Trump incluiu uma imagem do novo projeto da Ponte Internacional Gordie Howe, de US$ 4,6 bilhões, que conectará Detroit, Michigan, a Windsor, Ontário.
A ponte deverá ser inaugurada no início de 2026. Em 30 de janeiro, o Departamento de Segurança Interna dos EUA publicou uma regra designando a ponte como porta de entrada autorizada.
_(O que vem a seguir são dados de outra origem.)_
//! Preview endpoints.
//!
//! A preview runs two sequential fetches: the letter, then its company.
//! Only the letter fetch can abort the preview; company problems degrade to
//! the fallback letterhead inside the assembler.

use actix_web::web::{self, Path};
use actix_web::{HttpResponse, Responder};
use log::error;
use uuid::Uuid;

use crate::preview::assembler::assemble;
use crate::preview::renderer::{render, LetterDocument};
use crate::state::AppState;
use crate::ErrorResponse;

#[utoipa::path(
    context_path = "/api",
    tag = "Preview Service",
    get,
    path = "/letters/{id}/preview",
    responses(
        (status = 200, description = "Rendered document structure", body = LetterDocument),
        (status = 404, description = "Letter not found", body = ErrorResponse)
    ),
    params(
        ("id" = Uuid, Path, description = "ID of the letter to preview")
    )
)]
pub async fn preview_letter(id: Path<Uuid>, data: web::Data<AppState>) -> impl Responder {
    let letter_id = id.into_inner();
    let letter = match data.store.get_letter(letter_id).await {
        Ok(letter) => letter,
        Err(e) => {
            error!("Failed to load letter {} for preview: {}", letter_id, e);
            return e.error_response("Letter not found");
        }
    };

    let view_model = assemble(letter, &data.companies).await;
    HttpResponse::Ok().json(render(&view_model))
}

#[utoipa::path(
    context_path = "/api",
    tag = "Preview Service",
    get,
    path = "/letters/{id}/preview/html",
    responses(
        (status = 200, description = "Rendered document as HTML", content_type = "text/html"),
        (status = 404, description = "Letter not found", body = ErrorResponse)
    ),
    params(
        ("id" = Uuid, Path, description = "ID of the letter to preview")
    )
)]
pub async fn preview_letter_html(id: Path<Uuid>, data: web::Data<AppState>) -> impl Responder {
    let letter_id = id.into_inner();
    let letter = match data.store.get_letter(letter_id).await {
        Ok(letter) => letter,
        Err(e) => {
            error!("Failed to load letter {} for preview: {}", letter_id, e);
            return e.error_response("Letter not found");
        }
    };

    let view_model = assemble(letter, &data.companies).await;
    let document = render(&view_model);
    HttpResponse::Ok()
        .content_type("text/html; charset=utf-8")
        .body(document.to_html())
}
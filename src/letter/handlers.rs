//! Letter and company endpoints for the list screen.
//!
//! These handlers are thin: they validate submissions before forwarding and
//! otherwise relay the store's answer. A store failure never leaves partial
//! state behind; the user retries explicitly.

use actix_web::http::header;
use actix_web::web::{self, Json, Path};
use actix_web::{HttpResponse, Responder};
use log::{debug, error, info};
use uuid::Uuid;

use crate::letter::models::{Company, Letter, LetterPayload};
use crate::letter::validation::validate_payload;
use crate::state::AppState;
use crate::ErrorResponse;

#[utoipa::path(
    context_path = "/api",
    tag = "Letter Service",
    get,
    path = "/letters",
    responses(
        (status = 200, description = "List of all letters", body = [Letter]),
        (status = 502, description = "Store unavailable", body = ErrorResponse)
    )
)]
pub async fn get_all_letters(data: web::Data<AppState>) -> impl Responder {
    match data.store.list_letters().await {
        Ok(letters) => HttpResponse::Ok().json(letters),
        Err(e) => {
            error!("Failed to fetch letters from store: {}", e);
            e.error_response("Letters not found")
        }
    }
}

#[utoipa::path(
    context_path = "/api",
    tag = "Letter Service",
    get,
    path = "/letters/{id}",
    responses(
        (status = 200, description = "Letter found", body = Letter),
        (status = 404, description = "Letter not found", body = ErrorResponse)
    ),
    params(
        ("id" = Uuid, Path, description = "ID of the letter to retrieve")
    )
)]
pub async fn get_letter_by_id(id: Path<Uuid>, data: web::Data<AppState>) -> impl Responder {
    match data.store.get_letter(id.into_inner()).await {
        Ok(letter) => HttpResponse::Ok().json(letter),
        Err(e) => e.error_response("Letter not found"),
    }
}

#[utoipa::path(
    context_path = "/api",
    tag = "Letter Service",
    post,
    path = "/letters",
    request_body = LetterPayload,
    responses(
        (status = 201, description = "Letter created successfully", body = Letter),
        (status = 400, description = "Validation failed", body = ErrorResponse),
        (status = 502, description = "Store rejected the write", body = ErrorResponse)
    )
)]
pub async fn create_letter(
    req: Json<LetterPayload>,
    data: web::Data<AppState>,
) -> impl Responder {
    let payload = req.into_inner().normalized();
    if let Err(message) = validate_payload(&payload) {
        debug!("Letter creation blocked by validation");
        return HttpResponse::BadRequest().json(ErrorResponse::bad_request(&message));
    }

    match data.store.create_letter(&payload).await {
        Ok(letter) => {
            info!("Letter {} created via store", letter.id);
            HttpResponse::Created().json(letter)
        }
        Err(e) => {
            error!("Store rejected letter creation: {}", e);
            e.error_response("Letter not found")
        }
    }
}

#[utoipa::path(
    context_path = "/api",
    tag = "Letter Service",
    put,
    path = "/letters/{id}",
    request_body = LetterPayload,
    responses(
        (status = 200, description = "Letter replaced successfully", body = Letter),
        (status = 400, description = "Validation failed", body = ErrorResponse),
        (status = 404, description = "Letter not found", body = ErrorResponse)
    ),
    params(
        ("id" = Uuid, Path, description = "ID of the letter to replace")
    )
)]
pub async fn update_letter(
    id: Path<Uuid>,
    req: Json<LetterPayload>,
    data: web::Data<AppState>,
) -> impl Responder {
    let letter_id = id.into_inner();
    let payload = req.into_inner().normalized();
    if let Err(message) = validate_payload(&payload) {
        debug!("Letter update blocked by validation");
        return HttpResponse::BadRequest().json(ErrorResponse::bad_request(&message));
    }

    // Full replace, last writer wins: the store holds no version counter.
    match data.store.update_letter(letter_id, &payload).await {
        Ok(letter) => {
            info!("Letter {} replaced via store", letter.id);
            HttpResponse::Ok().json(letter)
        }
        Err(e) => {
            error!("Store rejected letter update for {}: {}", letter_id, e);
            e.error_response("Letter not found")
        }
    }
}

#[utoipa::path(
    context_path = "/api",
    tag = "Letter Service",
    delete,
    path = "/letters/{id}",
    responses(
        (status = 204, description = "Letter deleted successfully"),
        (status = 404, description = "Letter not found", body = ErrorResponse)
    ),
    params(
        ("id" = Uuid, Path, description = "ID of the letter to delete")
    )
)]
pub async fn delete_letter(id: Path<Uuid>, data: web::Data<AppState>) -> impl Responder {
    let letter_id = id.into_inner();
    match data.store.delete_letter(letter_id).await {
        Ok(()) => {
            info!("Letter {} deleted", letter_id);
            HttpResponse::NoContent().finish()
        }
        Err(e) => {
            error!("Failed to delete letter {}: {}", letter_id, e);
            e.error_response("Letter not found")
        }
    }
}

#[utoipa::path(
    context_path = "/api",
    tag = "Letter Service",
    get,
    path = "/letters/{id}/pdf",
    responses(
        (status = 200, description = "PDF document", content_type = "application/pdf"),
        (status = 404, description = "Letter not found", body = ErrorResponse)
    ),
    params(
        ("id" = Uuid, Path, description = "ID of the letter to download")
    )
)]
pub async fn download_letter_pdf(id: Path<Uuid>, data: web::Data<AppState>) -> impl Responder {
    let letter_id = id.into_inner();

    // The letter record is fetched first for the official number that names
    // the downloaded file.
    let letter = match data.store.get_letter(letter_id).await {
        Ok(letter) => letter,
        Err(e) => return e.error_response("Letter not found"),
    };

    match data.store.download_pdf(letter_id).await {
        Ok(bytes) => {
            info!(
                "Serving PDF for letter {} ({} bytes)",
                letter_id,
                bytes.len()
            );
            HttpResponse::Ok()
                .content_type("application/pdf")
                .insert_header((
                    header::CONTENT_DISPOSITION,
                    format!("attachment; filename=\"{}\"", letter.pdf_filename()),
                ))
                .body(bytes)
        }
        Err(e) => {
            error!("Failed to download PDF for letter {}: {}", letter_id, e);
            e.error_response("Letter not found")
        }
    }
}

#[utoipa::path(
    context_path = "/api",
    tag = "Company Service",
    get,
    path = "/companies",
    responses(
        (status = 200, description = "List of all companies", body = [Company]),
        (status = 502, description = "Store unavailable", body = ErrorResponse)
    )
)]
pub async fn get_all_companies(data: web::Data<AppState>) -> impl Responder {
    match data.store.list_companies().await {
        Ok(companies) => HttpResponse::Ok().json(companies),
        Err(e) => {
            error!("Failed to fetch companies from store: {}", e);
            e.error_response("Companies not found")
        }
    }
}

#[utoipa::path(
    context_path = "/api",
    tag = "Company Service",
    get,
    path = "/companies/{id}",
    responses(
        (status = 200, description = "Company found", body = Company),
        (status = 404, description = "Company not found", body = ErrorResponse)
    ),
    params(
        ("id" = Uuid, Path, description = "ID of the company to retrieve")
    )
)]
pub async fn get_company_by_id(id: Path<Uuid>, data: web::Data<AppState>) -> impl Responder {
    match data.store.get_company(id.into_inner()).await {
        Ok(company) => HttpResponse::Ok().json(company),
        Err(e) => e.error_response("Company not found"),
    }
}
O projeto foi negociado pelo ex-governador republicano de Michigan, Rick Snyder, e financiado pelo governo canadense.
A ponte foi projetada para facilitar o tráfego de caminhões pesados que atualmente é movimentado pela Ponte Embaixador.
De acordo com um estudo da Universidade de Windsor, a ponte Gordie Howe poderia reduzir o tempo de travessia em até 20 minutos, economizando aos caminhoneiros cerca de US$ 2,3 bilhões em 30 anos.
As obras estão em andamento desde 2018.
A senadora do Michigan, Elissa Slatkin, uma democrata, alertou que a revogação do plano teria grandes consequências económicas.
“O cancelamento deste plano teria consequências graves – custos mais elevados para as empresas do Michigan, cadeias de abastecimento menos seguras e, em última análise, menos empregos”, disse ele.
A briga EUA-Canadá
Trump fez várias ameaças contra o Canadá durante o seu segundo mandato, incluindo o aumento acentuado das tarifas sobre as importações dos EUA provenientes do seu vizinho do norte.
No mês passado, Trump disse que imporia tarifas de 100 por cento ao Canadá se este avançasse com um acordo comercial com a China.
Em Janeiro, o primeiro-ministro canadiano, Mark Carney, viajou para a China para redefinir os laços bilaterais, alcançando um acordo comercial com o segundo maior parceiro comercial do Canadá, depois dos EUA.
Trump disse em janeiro que os EUA poderiam certificar os jatos executivos Bombardier Global Express e ameaçou tarifas de 50 por cento sobre todos os aviões fabricados no Canadá, a menos que Ottawa certificasse vários aviões produzidos pela rival norte-americana Gulfstream.
Até agora, a administração Trump não tomou medidas contra as companhias aéreas canadenses.
As diferenças surgem num momento em que os EUA e o Canadá se preparam para renegociar o Acordo Estados Unidos-México-Canadá (USMCA), que Trump assinou durante o seu primeiro mandato.